• ABOUT THIS EXERCISE: Find the string "Diamonds" in the material. Copy every line that has it.

────

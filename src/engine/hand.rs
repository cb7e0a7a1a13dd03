//! Hands and hand scoring.
//!
//! A hand's total is never stored. It is recomputed from the cards on every
//! query, because which Aces count as 1 can change as cards are added.

use serde::{Deserialize, Serialize};
use std::fmt;

use super::card::Card;

/// Target total; anything above busts.
pub const BLACKJACK: u32 = 21;

/// Amount removed from the total when a soft Ace is counted as 1.
const ACE_DOWNGRADE: u32 = 10;

/// Score a sequence of cards.
///
/// Every Ace starts at 11. While the total exceeds 21 and some Ace has not
/// yet been downgraded, one Ace is downgraded to 1. The result may still be
/// above 21, which is a bust.
pub fn score_cards(cards: &[Card]) -> u32 {
    let (total, _) = score_with_soft_aces(cards);
    total
}

/// Score and the number of Aces still counted as 11.
fn score_with_soft_aces(cards: &[Card]) -> (u32, usize) {
    let mut total: u32 = cards.iter().map(Card::score).sum();
    let mut soft_aces = cards.iter().filter(|c| c.is_ace()).count();

    while total > BLACKJACK && soft_aces > 0 {
        total -= ACE_DOWNGRADE;
        soft_aces -= 1;
    }

    (total, soft_aces)
}

/// An ordered sequence of cards held by the player or the dealer.
#[derive(Clone, Default, PartialEq, Eq, Serialize, Deserialize)]
pub struct Hand {
    cards: Vec<Card>,
}

impl Hand {
    /// Create an empty hand.
    pub fn new() -> Self {
        Self {
            cards: Vec::with_capacity(6),
        }
    }

    /// Create a hand from cards.
    pub fn from_cards(cards: Vec<Card>) -> Self {
        Self { cards }
    }

    /// Parse a hand from a string like "AsKd" or "As Kd 9c".
    pub fn parse(s: &str) -> Option<Self> {
        let s = s.replace(' ', "");
        if s.len() % 2 != 0 || !s.is_ascii() {
            return None;
        }

        let mut cards = Vec::with_capacity(s.len() / 2);
        for i in (0..s.len()).step_by(2) {
            cards.push(Card::parse(&s[i..i + 2])?);
        }
        Some(Self::from_cards(cards))
    }

    /// Append a card.
    pub fn push(&mut self, card: Card) {
        self.cards.push(card);
    }

    /// Get the cards in the order they were dealt.
    pub fn cards(&self) -> &[Card] {
        &self.cards
    }

    /// Number of cards in the hand.
    pub fn len(&self) -> usize {
        self.cards.len()
    }

    /// Check if the hand has no cards.
    pub fn is_empty(&self) -> bool {
        self.cards.is_empty()
    }

    /// Current total, with Aces downgraded as needed.
    pub fn total(&self) -> u32 {
        score_cards(&self.cards)
    }

    /// Check if the total exceeds 21.
    pub fn is_bust(&self) -> bool {
        self.total() > BLACKJACK
    }

    /// Check if at least one Ace is still counted as 11.
    pub fn is_soft(&self) -> bool {
        let (_, soft_aces) = score_with_soft_aces(&self.cards);
        soft_aces > 0
    }

    /// Two-card 21. Reported for display only; it pays like any other win.
    pub fn is_natural(&self) -> bool {
        self.cards.len() == 2 && self.total() == BLACKJACK
    }

    /// First card, shown face up.
    pub fn up_card(&self) -> Option<Card> {
        self.cards.first().copied()
    }
}

impl fmt::Display for Hand {
    fn fmt(&self, f: &mut fmt::Formatter<'_>) -> fmt::Result {
        for (i, card) in self.cards.iter().enumerate() {
            if i > 0 {
                write!(f, " ")?;
            }
            write!(f, "{}", card.pretty())?;
        }
        write!(f, " ({})", self.total())
    }
}

impl fmt::Debug for Hand {
    fn fmt(&self, f: &mut fmt::Formatter<'_>) -> fmt::Result {
        write!(f, "[")?;
        for card in &self.cards {
            write!(f, "{}", card)?;
        }
        write!(f, "]")
    }
}
//! Card representation for blackjack.
//!
//! This module provides the card types dealt by the hand engine:
//! - `Rank`: 2 through 10, Jack, Queen, King, Ace
//! - `Suit`: one of four suits (no gameplay effect)
//! - `Card`: a rank and suit pair with a derived blackjack score
//!
//! Cards are drawn from an effectively infinite shoe: every draw picks a rank
//! and a suit uniformly and independently, with replacement.

use rand::Rng;
use serde::{Deserialize, Serialize};
use std::fmt;

/// Rank characters for display, indexed by `Rank as usize`.
const RANK_CHARS: [char; 13] = ['2', '3', '4', '5', '6', '7', '8', '9', 'T', 'J', 'Q', 'K', 'A'];

/// Suit characters for display, indexed by `Suit as usize`.
const SUIT_CHARS: [char; 4] = ['s', 'h', 'd', 'c'];

/// Rank of a card.
#[derive(Debug, Clone, Copy, PartialEq, Eq, Hash, PartialOrd, Ord, Serialize, Deserialize)]
pub enum Rank {
    Two,
    Three,
    Four,
    Five,
    Six,
    Seven,
    Eight,
    Nine,
    Ten,
    Jack,
    Queen,
    King,
    Ace,
}

impl Rank {
    /// All thirteen ranks in ascending order.
    pub const ALL: [Rank; 13] = [
        Rank::Two,
        Rank::Three,
        Rank::Four,
        Rank::Five,
        Rank::Six,
        Rank::Seven,
        Rank::Eight,
        Rank::Nine,
        Rank::Ten,
        Rank::Jack,
        Rank::Queen,
        Rank::King,
        Rank::Ace,
    ];

    /// Face score: numeric ranks their value, J/Q/K 10, Ace 11 (soft).
    #[inline]
    pub fn score(self) -> u32 {
        match self {
            Rank::Jack | Rank::Queen | Rank::King => 10,
            Rank::Ace => 11,
            numeric => numeric as u32 + 2,
        }
    }

    /// Check if this rank is an Ace.
    #[inline]
    pub fn is_ace(self) -> bool {
        self == Rank::Ace
    }

    /// Get rank character for display.
    pub fn to_char(self) -> char {
        RANK_CHARS[self as usize]
    }

    /// Parse a rank character ('2'-'9', 'T', 'J', 'Q', 'K', 'A').
    pub fn from_char(c: char) -> Option<Self> {
        let index = RANK_CHARS.iter().position(|&r| r == c.to_ascii_uppercase())?;
        Some(Self::ALL[index])
    }
}

impl fmt::Display for Rank {
    fn fmt(&self, f: &mut fmt::Formatter<'_>) -> fmt::Result {
        match self {
            Rank::Ten => write!(f, "10"),
            other => write!(f, "{}", other.to_char()),
        }
    }
}

/// Suit of a card.
#[derive(Debug, Clone, Copy, PartialEq, Eq, Hash, PartialOrd, Ord, Serialize, Deserialize)]
pub enum Suit {
    Spades,
    Hearts,
    Diamonds,
    Clubs,
}

impl Suit {
    /// All four suits.
    pub const ALL: [Suit; 4] = [Suit::Spades, Suit::Hearts, Suit::Diamonds, Suit::Clubs];

    /// Get suit character for display.
    pub fn to_char(self) -> char {
        SUIT_CHARS[self as usize]
    }

    /// Parse a suit character ('s', 'h', 'd', 'c').
    pub fn from_char(c: char) -> Option<Self> {
        let index = SUIT_CHARS.iter().position(|&s| s == c.to_ascii_lowercase())?;
        Some(Self::ALL[index])
    }

    /// Unicode symbol for terminal output.
    pub fn symbol(self) -> char {
        match self {
            Suit::Spades => '♠',
            Suit::Hearts => '♥',
            Suit::Diamonds => '♦',
            Suit::Clubs => '♣',
        }
    }
}

/// A single playing card.
#[derive(Clone, Copy, PartialEq, Eq, Hash, Serialize, Deserialize)]
pub struct Card {
    rank: Rank,
    suit: Suit,
}

impl Card {
    /// Create a new card.
    #[inline]
    pub const fn new(rank: Rank, suit: Suit) -> Self {
        Self { rank, suit }
    }

    /// Draw a card from an infinite shoe.
    ///
    /// Rank and suit are chosen uniformly and independently; there is no
    /// deck to exhaust.
    pub fn draw<R: Rng + ?Sized>(rng: &mut R) -> Self {
        let rank = Rank::ALL[rng.gen_range(0..Rank::ALL.len())];
        let suit = Suit::ALL[rng.gen_range(0..Suit::ALL.len())];
        Self { rank, suit }
    }

    /// Parse a card from a string like "As", "Th", "7c".
    pub fn parse(s: &str) -> Option<Self> {
        let mut chars = s.chars();
        let rank = Rank::from_char(chars.next()?)?;
        let suit = Suit::from_char(chars.next()?)?;
        if chars.next().is_some() {
            return None;
        }
        Some(Self::new(rank, suit))
    }

    /// Get the card's rank.
    #[inline]
    pub fn rank(&self) -> Rank {
        self.rank
    }

    /// Get the card's suit.
    #[inline]
    pub fn suit(&self) -> Suit {
        self.suit
    }

    /// Face score of this card, counting an Ace as 11.
    #[inline]
    pub fn score(&self) -> u32 {
        self.rank.score()
    }

    /// Check if this card is an Ace.
    #[inline]
    pub fn is_ace(&self) -> bool {
        self.rank.is_ace()
    }

    /// Rank followed by suit symbol, e.g. "10♥".
    pub fn pretty(&self) -> String {
        format!("{}{}", self.rank, self.suit.symbol())
    }
}

impl fmt::Display for Card {
    fn fmt(&self, f: &mut fmt::Formatter<'_>) -> fmt::Result {
        write!(f, "{}{}", self.rank.to_char(), self.suit.to_char())
    }
}

impl fmt::Debug for Card {
    fn fmt(&self, f: &mut fmt::Formatter<'_>) -> fmt::Result {
        write!(f, "{}", self)
    }
}
//! Per-round state machine.
//!
//! ```text
//! NotStarted ──deal──► Dealt ──hit──► PlayerTurn ──hit──► PlayerTurn
//!                        │               │    │
//!                        │             stand  └──hit (bust)──► Resolved (lost)
//!                        │               ▼
//!                        └───stand───► DealerTurn ──draw to 17──► Resolved
//! ```
//!
//! A `Round` owns both hands for its lifetime and is discarded once resolved;
//! the next round starts from a fresh value. It records the wager only so it
//! can report a payoff. Funds live elsewhere.

use rand::Rng;
use serde::{Deserialize, Serialize};
use std::fmt;
use thiserror::Error;
use tracing::debug;

use super::card::Card;
use super::hand::Hand;
use super::{deal_initial, player_hit, stand_and_resolve};

/// Result of a resolved round, from the player's side.
#[derive(Debug, Clone, Copy, PartialEq, Eq, Hash, Serialize, Deserialize)]
#[serde(rename_all = "lowercase")]
pub enum Outcome {
    /// Player wins even money.
    Won,
    /// Player loses the wager.
    Lost,
    /// Push; the wager is returned.
    Tied,
}

impl Outcome {
    /// Sign of the payoff: +1, -1 or 0.
    pub fn sign(self) -> i8 {
        match self {
            Outcome::Won => 1,
            Outcome::Lost => -1,
            Outcome::Tied => 0,
        }
    }

    /// Net change to the player's funds for the given wager.
    pub fn payoff(self, wager: f64) -> f64 {
        wager * f64::from(self.sign())
    }

    /// Lowercase name ("won", "lost", "tied").
    pub fn as_str(self) -> &'static str {
        match self {
            Outcome::Won => "won",
            Outcome::Lost => "lost",
            Outcome::Tied => "tied",
        }
    }
}

impl fmt::Display for Outcome {
    fn fmt(&self, f: &mut fmt::Formatter<'_>) -> fmt::Result {
        f.write_str(self.as_str())
    }
}

/// Where a round is in its lifecycle.
#[derive(Debug, Clone, Copy, PartialEq, Eq, Hash, Serialize, Deserialize)]
pub enum Phase {
    NotStarted,
    Dealt,
    PlayerTurn,
    DealerTurn,
    Resolved,
}

impl Phase {
    /// Check if the player may still hit or stand.
    pub fn awaits_player(self) -> bool {
        matches!(self, Phase::Dealt | Phase::PlayerTurn)
    }
}

impl fmt::Display for Phase {
    fn fmt(&self, f: &mut fmt::Formatter<'_>) -> fmt::Result {
        match self {
            Phase::NotStarted => write!(f, "NotStarted"),
            Phase::Dealt => write!(f, "Dealt"),
            Phase::PlayerTurn => write!(f, "PlayerTurn"),
            Phase::DealerTurn => write!(f, "DealerTurn"),
            Phase::Resolved => write!(f, "Resolved"),
        }
    }
}

/// Errors from driving a round out of order.
#[derive(Debug, Clone, PartialEq, Eq, Error)]
pub enum RoundError {
    /// Operation not allowed in the current phase.
    #[error("cannot {action} while round is {actual}")]
    InvalidPhase {
        /// The attempted operation.
        action: &'static str,
        /// Phase the round was in.
        actual: Phase,
    },
}

/// One round of blackjack: a player hand, a dealer hand and a wager.
#[derive(Debug, Clone)]
pub struct Round {
    wager: f64,
    player: Hand,
    dealer: Hand,
    phase: Phase,
    outcome: Option<Outcome>,
}

impl Round {
    /// Create a round that has not been dealt yet.
    pub fn new(wager: f64) -> Self {
        Self {
            wager,
            player: Hand::new(),
            dealer: Hand::new(),
            phase: Phase::NotStarted,
            outcome: None,
        }
    }

    /// Deal two cards to the player and one to the dealer.
    pub fn deal<R: Rng + ?Sized>(&mut self, rng: &mut R) -> Result<(), RoundError> {
        self.expect(self.phase == Phase::NotStarted, "deal")?;

        let (player, dealer) = deal_initial(rng);
        debug!(player = ?player, dealer = ?dealer, "dealt");
        self.player = player;
        self.dealer = dealer;
        self.phase = Phase::Dealt;
        Ok(())
    }

    /// Draw one card for the player.
    ///
    /// Returns the new player total. A bust resolves the round as lost on
    /// the spot; the dealer draws nothing further.
    pub fn hit<R: Rng + ?Sized>(&mut self, rng: &mut R) -> Result<u32, RoundError> {
        self.expect(self.phase.awaits_player(), "hit")?;

        let hand = std::mem::take(&mut self.player);
        self.player = player_hit(hand, rng);
        let total = self.player.total();
        debug!(player = ?self.player, total, "player hit");

        if self.player.is_bust() {
            self.finish(Outcome::Lost);
        } else {
            self.phase = Phase::PlayerTurn;
        }
        Ok(total)
    }

    /// Stand: the dealer draws to 17 and the round is resolved.
    pub fn stand<R: Rng + ?Sized>(&mut self, rng: &mut R) -> Result<Outcome, RoundError> {
        self.expect(self.phase.awaits_player(), "stand")?;

        self.phase = Phase::DealerTurn;
        let dealer = std::mem::take(&mut self.dealer);
        let (dealer, outcome) = stand_and_resolve(&self.player, dealer, rng);
        debug!(dealer = ?dealer, total = dealer.total(), "dealer stood");
        self.dealer = dealer;
        self.finish(outcome);
        Ok(outcome)
    }

    fn finish(&mut self, outcome: Outcome) {
        self.outcome = Some(outcome);
        self.phase = Phase::Resolved;
    }

    fn expect(&self, allowed: bool, action: &'static str) -> Result<(), RoundError> {
        if allowed {
            Ok(())
        } else {
            Err(RoundError::InvalidPhase {
                action,
                actual: self.phase,
            })
        }
    }

    /// Current phase.
    pub fn phase(&self) -> Phase {
        self.phase
    }

    /// Check if the round has an outcome.
    pub fn is_resolved(&self) -> bool {
        self.phase == Phase::Resolved
    }

    /// Outcome, once resolved.
    pub fn outcome(&self) -> Option<Outcome> {
        self.outcome
    }

    /// Net change to funds, once resolved.
    pub fn payoff(&self) -> Option<f64> {
        self.outcome.map(|o| o.payoff(self.wager))
    }

    /// The wager this round was played for.
    pub fn wager(&self) -> f64 {
        self.wager
    }

    /// Player's hand.
    pub fn player(&self) -> &Hand {
        &self.player
    }

    /// Dealer's hand.
    pub fn dealer(&self) -> &Hand {
        &self.dealer
    }

    /// Dealer's face-up card, if dealt.
    pub fn dealer_up_card(&self) -> Option<Card> {
        self.dealer.up_card()
    }
}

#[cfg(test)]
mod tests {
    use super::*;
    use rand::rngs::StdRng;
    use rand::SeedableRng;

    #[test]
    fn test_outcome_payoff() {
        assert_eq!(Outcome::Won.payoff(25.0), 25.0);
        assert_eq!(Outcome::Lost.payoff(25.0), -25.0);
        assert_eq!(Outcome::Tied.payoff(25.0), 0.0);
    }

    #[test]
    fn test_outcome_serializes_lowercase() {
        assert_eq!(serde_json::to_string(&Outcome::Tied).unwrap(), "\"tied\"");
        let parsed: Outcome = serde_json::from_str("\"won\"").unwrap();
        assert_eq!(parsed, Outcome::Won);
    }

    #[test]
    fn test_deal_shape() {
        let mut rng = StdRng::seed_from_u64(1);
        let mut round = Round::new(10.0);
        assert_eq!(round.phase(), Phase::NotStarted);

        round.deal(&mut rng).unwrap();
        assert_eq!(round.phase(), Phase::Dealt);
        assert_eq!(round.player().len(), 2);
        assert_eq!(round.dealer().len(), 1);
        assert!(round.outcome().is_none());
        assert!(round.payoff().is_none());
    }

    #[test]
    fn test_cannot_act_before_deal_or_deal_twice() {
        let mut rng = StdRng::seed_from_u64(2);
        let mut round = Round::new(10.0);

        let err = round.hit(&mut rng).unwrap_err();
        assert_eq!(
            err,
            RoundError::InvalidPhase {
                action: "hit",
                actual: Phase::NotStarted
            }
        );
        assert!(round.stand(&mut rng).is_err());

        round.deal(&mut rng).unwrap();
        assert!(round.deal(&mut rng).is_err());
    }

    #[test]
    fn test_stand_resolves_and_is_terminal() {
        let mut rng = StdRng::seed_from_u64(3);
        let mut round = Round::new(10.0);
        round.deal(&mut rng).unwrap();

        let outcome = round.stand(&mut rng).unwrap();
        assert_eq!(round.phase(), Phase::Resolved);
        assert_eq!(round.outcome(), Some(outcome));
        assert_eq!(round.payoff(), Some(outcome.payoff(10.0)));
        assert!(round.dealer().total() >= 17);

        assert!(round.hit(&mut rng).is_err());
        assert!(round.stand(&mut rng).is_err());
    }

    #[test]
    fn test_hit_until_bust_skips_dealer() {
        // Keep hitting until bust across many seeds; the dealer must keep one card
        for seed in 0..200 {
            let mut rng = StdRng::seed_from_u64(seed);
            let mut round = Round::new(5.0);
            round.deal(&mut rng).unwrap();

            while round.phase().awaits_player() {
                round.hit(&mut rng).unwrap();
            }

            assert!(round.player().is_bust());
            assert_eq!(round.outcome(), Some(Outcome::Lost));
            assert_eq!(round.payoff(), Some(-5.0));
            assert_eq!(round.dealer().len(), 1, "dealer drew after player bust");
        }
    }

    #[test]
    fn test_hit_without_bust_moves_to_player_turn() {
        let mut rng = StdRng::seed_from_u64(9);
        for _ in 0..100 {
            let mut round = Round::new(1.0);
            round.deal(&mut rng).unwrap();
            let total = round.hit(&mut rng).unwrap();
            if total <= 21 {
                assert_eq!(round.phase(), Phase::PlayerTurn);
                return;
            }
        }
        panic!("no non-busting hit in 100 rounds");
    }
}
//! Player decision policies for simulated rounds.

use std::fmt;

use super::simulator::SimError;
use crate::engine::{Card, Hand, BLACKJACK, DEALER_STANDS_ON};

/// A player decision.
#[derive(Debug, Clone, Copy, PartialEq, Eq, Hash)]
pub enum Decision {
    Hit,
    Stand,
}

impl fmt::Display for Decision {
    fn fmt(&self, f: &mut fmt::Formatter<'_>) -> fmt::Result {
        match self {
            Decision::Hit => write!(f, "Hit"),
            Decision::Stand => write!(f, "Stand"),
        }
    }
}

/// Decides whether the player hits or stands.
///
/// Policies are shared across simulation threads, so they must be `Sync`.
pub trait Policy: Send + Sync {
    /// Choose an action given the player's hand and the dealer's up card.
    fn decide(&self, player: &Hand, dealer_up: Card) -> Decision;

    /// Short name for reports.
    fn name(&self) -> String;
}

/// Hit below a fixed total, stand at or above it.
#[derive(Debug, Clone, Copy, PartialEq, Eq)]
pub struct StandOn {
    pub threshold: u32,
}

impl StandOn {
    /// Create a policy that stands on `threshold`.
    pub fn new(threshold: u32) -> Self {
        Self { threshold }
    }

    /// Create a policy, rejecting thresholds outside 1..=21.
    pub fn checked(threshold: u32) -> Result<Self, SimError> {
        if threshold == 0 || threshold > BLACKJACK {
            return Err(SimError::InvalidThreshold(threshold));
        }
        Ok(Self::new(threshold))
    }
}

impl Default for StandOn {
    /// Mirror the dealer.
    fn default() -> Self {
        Self::new(DEALER_STANDS_ON)
    }
}

impl Policy for StandOn {
    fn decide(&self, player: &Hand, _dealer_up: Card) -> Decision {
        if player.total() < self.threshold {
            Decision::Hit
        } else {
            Decision::Stand
        }
    }

    fn name(&self) -> String {
        format!("stand-on-{}", self.threshold)
    }
}

/// Never draw past the initial two cards.
#[derive(Debug, Clone, Copy, Default)]
pub struct AlwaysStand;

impl Policy for AlwaysStand {
    fn decide(&self, _player: &Hand, _dealer_up: Card) -> Decision {
        Decision::Stand
    }

    fn name(&self) -> String {
        "always-stand".to_string()
    }
}

#[cfg(test)]
mod tests {
    use super::*;

    #[test]
    fn test_stand_on_threshold() {
        let policy = StandOn::new(17);
        let up = Card::parse("Th").unwrap();
        assert_eq!(policy.decide(&Hand::parse("Ts6c").unwrap(), up), Decision::Hit);
        assert_eq!(policy.decide(&Hand::parse("Ts7c").unwrap(), up), Decision::Stand);
        // Soft 17 also stands
        assert_eq!(policy.decide(&Hand::parse("As6c").unwrap(), up), Decision::Stand);
        assert_eq!(policy.name(), "stand-on-17");
    }

    #[test]
    fn test_checked_threshold() {
        assert!(StandOn::checked(0).is_err());
        assert!(StandOn::checked(22).is_err());
        assert_eq!(StandOn::checked(21).unwrap().threshold, 21);
    }

    #[test]
    fn test_default_mirrors_dealer() {
        assert_eq!(StandOn::default().threshold, DEALER_STANDS_ON);
    }

    #[test]
    fn test_always_stand() {
        let up = Card::parse("2d").unwrap();
        assert_eq!(AlwaysStand.decide(&Hand::parse("2s3c").unwrap(), up), Decision::Stand);
    }
}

────

• TASK OUTPUT:
    Diamonds,
    pub const ALL: [Suit; 4] = [Suit::Spades, Suit::Hearts, Suit::Diamonds, Suit::Clubs];
            Suit::Diamonds => '♦',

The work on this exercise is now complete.